Timm Kröger
Aus alter Truhe
Timm Kröger

 << zurück weiter >> 

Anzeige. Gutenberg Edition 16. Alle Werke aus dem Projekt Gutenberg-DE. Mit zusätzlichen E-Books. Eine einmalige Bibliothek. +++ Information und Bestellung in unserem Shop +++

9

»Wir nehmen die Schimmel«, erklärte Martin, »reiten kannst du ja ganz gut, das bringt uns rascher und heimlicher aus dem Dorfe als Fuhrwerk. Morgen früh halb vier halte ich bei der Sternkate am Drehkreuz hinter den Tannen. Die Pferde stellen wir in Hamaschen bei Gastwirt Ihmsen ein, von Altona aus schreiben wir alles ... Klaus ist noch nicht zurück, das ist mir in gewisser Hinsicht lieb, ich lege ihm einen Zettel hin. Mit deiner Mutter scheint mir, machst dus ebenso. Es ist ja nicht auf ewig. – Punkt halb vier halte ich mit den Schimmeln im Redder hinter den Tannen vor dem Drehkreuz.«

 

Ihr Entweichen hatte etwas von Flucht an sich ... man kann es geradezu so nennen. Sie ritten eine abgelegene Straße hinter dem Wiesenweg um die sogenannte Kirchhofskoppel herum. Auf diese Weise trafen sie keine andre Wohnstätte als Kühls Instenkate.
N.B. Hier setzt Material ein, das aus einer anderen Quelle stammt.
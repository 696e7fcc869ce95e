//! Session routes
//!
//! Drive one [`AssessmentState`](agent_exposure_assessment::AssessmentState)
//! per session through the questionnaire. Each call returns the updated
//! [`SessionView`] so the caller can re-render.

use agent_exposure_common::{Answer, AssessmentResult, ExposureError, SessionId, Step};
use axum::{
    body::Bytes,
    extract::{Path, State},
    http::StatusCode,
    Json,
};
use tracing::{debug, info};

use crate::{
    error::ApiError,
    server::AppState,
    types::{AnswerRequest, SessionView},
};

/// Start a new assessment at step 1
#[utoipa::path(
    post,
    path = "/sessions",
    responses(
        (status = 201, description = "Session created", body = SessionView),
        (status = 503, description = "Too many open sessions", body = crate::types::ErrorResponse),
    ),
    tag = "Sessions"
)]
pub async fn create_session(
    State(state): State<AppState>,
) -> Result<(StatusCode, Json<SessionView>), ApiError> {
    let (id, session) = state.sessions.create()?;
    Ok((StatusCode::CREATED, Json(SessionView::new(id, &session))))
}

/// Current step and answers of a session
#[utoipa::path(
    get,
    path = "/sessions/{session_id}",
    params(("session_id" = String, Path, description = "Session ID")),
    responses(
        (status = 200, description = "Session snapshot", body = SessionView),
        (status = 404, description = "Session not found", body = crate::types::ErrorResponse),
    ),
    tag = "Sessions"
)]
pub async fn get_session(
    State(state): State<AppState>,
    Path(session_id): Path<String>,
) -> Result<Json<SessionView>, ApiError> {
    let id: SessionId = session_id.parse()?;
    let view = state
        .sessions
        .read(id, |session| Ok(SessionView::new(id, session)))?;
    Ok(Json(view))
}

/// Discard a session and its answers
#[utoipa::path(
    delete,
    path = "/sessions/{session_id}",
    params(("session_id" = String, Path, description = "Session ID")),
    responses(
        (status = 204, description = "Session discarded"),
        (status = 404, description = "Session not found", body = crate::types::ErrorResponse),
    ),
    tag = "Sessions"
)]
pub async fn delete_session(
    State(state): State<AppState>,
    Path(session_id): Path<String>,
) -> Result<StatusCode, ApiError> {
    let id: SessionId = session_id.parse()?;
    state.sessions.remove(id)?;
    Ok(StatusCode::NO_CONTENT)
}

/// Record the answer for one step without moving
#[utoipa::path(
    put,
    path = "/sessions/{session_id}/answers/{step}",
    params(
        ("session_id" = String, Path, description = "Session ID"),
        ("step" = String, Path, description = "Step number, 1-5"),
    ),
    request_body = AnswerRequest,
    responses(
        (status = 200, description = "Answer recorded", body = SessionView),
        (status = 400, description = "Value outside the step's domain", body = crate::types::ErrorResponse),
        (status = 404, description = "Session not found", body = crate::types::ErrorResponse),
    ),
    tag = "Sessions"
)]
pub async fn set_answer(
    State(state): State<AppState>,
    Path((session_id, step)): Path<(String, String)>,
    body: Bytes,
) -> Result<Json<SessionView>, ApiError> {
    let id: SessionId = session_id.parse()?;
    let step = parse_step(&step)?;
    let request: AnswerRequest = super::parse_body(&body, "answer")?;
    let answer = Answer::from_json(step, &request.value)?;

    let view = state.sessions.update(id, |session| {
        session.set_answer(step, answer)?;
        Ok(SessionView::new(id, session))
    })?;
    debug!(session_id = %id, %step, %answer, "Answer recorded");
    Ok(Json(view))
}

/// Move to the next step; the current step must be answered
#[utoipa::path(
    post,
    path = "/sessions/{session_id}/advance",
    params(("session_id" = String, Path, description = "Session ID")),
    responses(
        (status = 200, description = "Moved forward", body = SessionView),
        (status = 400, description = "Current step unanswered", body = crate::types::ErrorResponse),
        (status = 409, description = "Already at results", body = crate::types::ErrorResponse),
        (status = 404, description = "Session not found", body = crate::types::ErrorResponse),
    ),
    tag = "Sessions"
)]
pub async fn advance(
    State(state): State<AppState>,
    Path(session_id): Path<String>,
) -> Result<Json<SessionView>, ApiError> {
    let id: SessionId = session_id.parse()?;
    let view = state.sessions.update(id, |session| {
        session.advance()?;
        Ok(SessionView::new(id, session))
    })?;
    Ok(Json(view))
}

/// Move back one step, keeping all answers
#[utoipa::path(
    post,
    path = "/sessions/{session_id}/retreat",
    params(("session_id" = String, Path, description = "Session ID")),
    responses(
        (status = 200, description = "Moved back", body = SessionView),
        (status = 409, description = "Already at step 1", body = crate::types::ErrorResponse),
        (status = 404, description = "Session not found", body = crate::types::ErrorResponse),
    ),
    tag = "Sessions"
)]
pub async fn retreat(
    State(state): State<AppState>,
    Path(session_id): Path<String>,
) -> Result<Json<SessionView>, ApiError> {
    let id: SessionId = session_id.parse()?;
    let view = state.sessions.update(id, |session| {
        session.retreat()?;
        Ok(SessionView::new(id, session))
    })?;
    Ok(Json(view))
}

/// Clear all answers and return to step 1
#[utoipa::path(
    post,
    path = "/sessions/{session_id}/reset",
    params(("session_id" = String, Path, description = "Session ID")),
    responses(
        (status = 200, description = "Session reset", body = SessionView),
        (status = 404, description = "Session not found", body = crate::types::ErrorResponse),
    ),
    tag = "Sessions"
)]
pub async fn reset(
    State(state): State<AppState>,
    Path(session_id): Path<String>,
) -> Result<Json<SessionView>, ApiError> {
    let id: SessionId = session_id.parse()?;
    let view = state.sessions.update(id, |session| {
        session.reset();
        Ok(SessionView::new(id, session))
    })?;
    Ok(Json(view))
}

/// Score the session once it reached the results step
#[utoipa::path(
    get,
    path = "/sessions/{session_id}/result",
    params(("session_id" = String, Path, description = "Session ID")),
    responses(
        (status = 200, description = "Assessment result", body = AssessmentResult),
        (status = 409, description = "Session has not reached results", body = crate::types::ErrorResponse),
        (status = 422, description = "Profile is missing answers", body = crate::types::ErrorResponse),
        (status = 404, description = "Session not found", body = crate::types::ErrorResponse),
    ),
    tag = "Sessions"
)]
pub async fn get_result(
    State(state): State<AppState>,
    Path(session_id): Path<String>,
) -> Result<Json<AssessmentResult>, ApiError> {
    let id: SessionId = session_id.parse()?;
    let result = state.sessions.read(id, |session| session.compute_result())?;
    info!(
        session_id = %id,
        score = result.score,
        tier = %result.exposure_tier,
        "Session assessed"
    );
    Ok(Json(result))
}

fn parse_step(raw: &str) -> Result<Step, ExposureError> {
    let number = raw.trim().parse::<u8>().map_err(|_| {
        ExposureError::validation(format!("step must be a number from 1 to 5, got '{}'", raw))
    })?;
    Step::from_number(number)
}
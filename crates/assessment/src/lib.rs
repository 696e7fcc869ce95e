//! Agent exposure assessment core
//!
//! [`AssessmentState`] walks a session through the five questions and
//! [`risk`] turns a complete profile into a score, tier and control list.

pub mod questions;
pub mod risk;
pub mod state;

pub use questions::{catalog, question, AnswerOption, Question};
pub use risk::{compute_result, Contribution};
pub use state::AssessmentState;
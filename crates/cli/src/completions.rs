use crate::args::Cli;
use clap::CommandFactory;
use clap_complete::Shell;
use std::io;

pub fn generate(shell: Shell) {
    let mut cmd = Cli::command();
    clap_complete::generate(shell, &mut cmd, "exposure", &mut io::stdout());
}
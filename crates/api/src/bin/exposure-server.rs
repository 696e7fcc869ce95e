//! Assessment API binary entry point
//!
//! Loads configuration, initializes tracing and serves the HTTP API.

use agent_exposure_api::ExposureServer;
use agent_exposure_common::{init_tracing_with_level, ExposureConfig};
use anyhow::{Context, Result};
use clap::Parser;
use std::path::PathBuf;

#[derive(Parser, Debug)]
#[command(name = "exposure-server")]
#[command(about = "HTTP API for the agent exposure assessment")]
struct Args {
    /// Config file path
    #[arg(short, long, default_value = "exposure.toml", env = "EXPOSURE_CONFIG")]
    config: PathBuf,

    /// Override the configured bind address
    #[arg(short, long)]
    bind: Option<String>,

    /// Override the configured log level
    #[arg(long)]
    log_level: Option<String>,
}

#[tokio::main]
async fn main() -> Result<()> {
    let args = Args::parse();

    let config_found = args.config.exists();
    let mut config = if config_found {
        ExposureConfig::from_file(&args.config)
            .with_context(|| format!("Failed to load config from {}", args.config.display()))?
    } else {
        ExposureConfig::default()
    };

    if let Some(bind) = args.bind {
        config.server.bind_addr = bind;
    }
    if let Some(level) = args.log_level {
        config.logging.level = level;
    }
    config.validate().context("Invalid configuration")?;

    init_tracing_with_level(&config.logging.level)?;
    if !config_found {
        tracing::warn!("Config file {} not found, using defaults", args.config.display());
    }

    ExposureServer::new(config).run().await
}
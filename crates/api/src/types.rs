//! Type definitions for the assessment API

use agent_exposure_assessment::AssessmentState;
use agent_exposure_common::{AgentProfile, SessionId, Step, StepPosition};
use chrono::{DateTime, Utc};
use serde::{Deserialize, Serialize};
use utoipa::ToSchema;

/// Snapshot of one assessment session, returned after every session call
#[derive(Debug, Clone, Serialize, ToSchema)]
#[serde(rename_all = "camelCase")]
pub struct SessionView {
    /// Session identifier to use in subsequent calls
    pub session_id: SessionId,

    /// Current step number (1-5), or `"results"`
    #[schema(value_type = Object)]
    pub current_step: StepPosition,

    /// Answers recorded so far
    pub profile: AgentProfile,

    /// Steps still unanswered, in order
    pub missing: Vec<Step>,

    /// Whether all five answers are present
    pub complete: bool,
}

impl SessionView {
    pub fn new(session_id: SessionId, state: &AssessmentState) -> Self {
        Self {
            session_id,
            current_step: state.current_step(),
            profile: state.profile().clone(),
            missing: state.profile().missing(),
            complete: state.is_complete(),
        }
    }
}

/// Request body for answering a step
#[derive(Debug, Clone, Deserialize, ToSchema)]
pub struct AnswerRequest {
    /// `true`/`false` for yes/no steps, an option value or label otherwise
    #[schema(value_type = Object)]
    pub value: serde_json::Value,
}

/// Health check response
#[derive(Debug, Serialize, ToSchema)]
pub struct HealthResponse {
    /// Health status
    pub status: String,

    /// Number of open assessment sessions
    pub active_sessions: usize,

    /// Timestamp of health check
    pub timestamp: DateTime<Utc>,
}

/// Error response
#[derive(Debug, Serialize, Deserialize, ToSchema)]
pub struct ErrorResponse {
    /// Error message
    pub error: String,

    /// Machine-readable error code
    pub code: Option<String>,

    /// Timestamp of error
    pub timestamp: DateTime<Utc>,
}
pub mod logging;

pub use logging::{get_tracing_layer, logging_middleware, REQUEST_ID_HEADER};
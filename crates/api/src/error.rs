//! Mapping from assessment errors to HTTP responses

use agent_exposure_common::ExposureError;
use axum::{
    http::StatusCode,
    response::{IntoResponse, Response},
    Json,
};
use chrono::Utc;
use tracing::{error, warn};

use crate::types::ErrorResponse;

#[derive(Debug)]
pub enum ApiError {
    Exposure(ExposureError),
    /// The session store lock was poisoned by a panicking handler
    StorageLock,
}

impl From<ExposureError> for ApiError {
    fn from(err: ExposureError) -> Self {
        Self::Exposure(err)
    }
}

impl ApiError {
    pub fn status_and_code(&self) -> (StatusCode, &'static str) {
        match self {
            ApiError::Exposure(err) => match err {
                ExposureError::Validation(_) => (StatusCode::BAD_REQUEST, "VALIDATION_ERROR"),
                ExposureError::InvalidTransition { .. } => {
                    (StatusCode::CONFLICT, "INVALID_TRANSITION")
                }
                ExposureError::IncompleteProfile { .. } => {
                    (StatusCode::UNPROCESSABLE_ENTITY, "INCOMPLETE_PROFILE")
                }
                ExposureError::SessionNotFound(_) => (StatusCode::NOT_FOUND, "SESSION_NOT_FOUND"),
                ExposureError::SessionLimit { .. } => {
                    (StatusCode::SERVICE_UNAVAILABLE, "SESSION_LIMIT")
                }
                _ => (StatusCode::INTERNAL_SERVER_ERROR, "INTERNAL_ERROR"),
            },
            ApiError::StorageLock => (StatusCode::INTERNAL_SERVER_ERROR, "STORAGE_LOCK_ERROR"),
        }
    }

    fn message(&self) -> String {
        match self {
            ApiError::Exposure(err) => err.to_string(),
            ApiError::StorageLock => "Failed to access session storage".to_string(),
        }
    }
}

impl IntoResponse for ApiError {
    fn into_response(self) -> Response {
        let (status, code) = self.status_and_code();
        let message = self.message();

        if status.is_server_error() {
            error!(status = %status, code, error = %message, "Request failed");
        } else {
            warn!(status = %status, code, error = %message, "Request rejected");
        }

        (
            status,
            Json(ErrorResponse {
                error: message,
                code: Some(code.to_string()),
                timestamp: Utc::now(),
            }),
        )
            .into_response()
    }
}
Es war ziemlich dunkel, der Tag graute kaum, und die Luft hing voller Rauch und Nebel. Bei der Kirchhofskoppel brach ein Tier aus dem Knick und sprang in großen Sätzen davon. Die Pferde scheuten, Martin aber zwang nicht allein seinen Gaul, sondern brachte auch des Mädchens Roß mit raschem Griff zum Stehen. Und in demselben Augenblick löste sich im Dorf der erste Hahnenschrei.

Die Flüchtlinge sprengten weiter ... sie dachten ... der eine an Klaus ... die andre an die Mutter ... und dachten an den Schreck, wenn die die Zettel fänden ... Dem Mädchen ziehts wie Frostschauer durch die Glieder.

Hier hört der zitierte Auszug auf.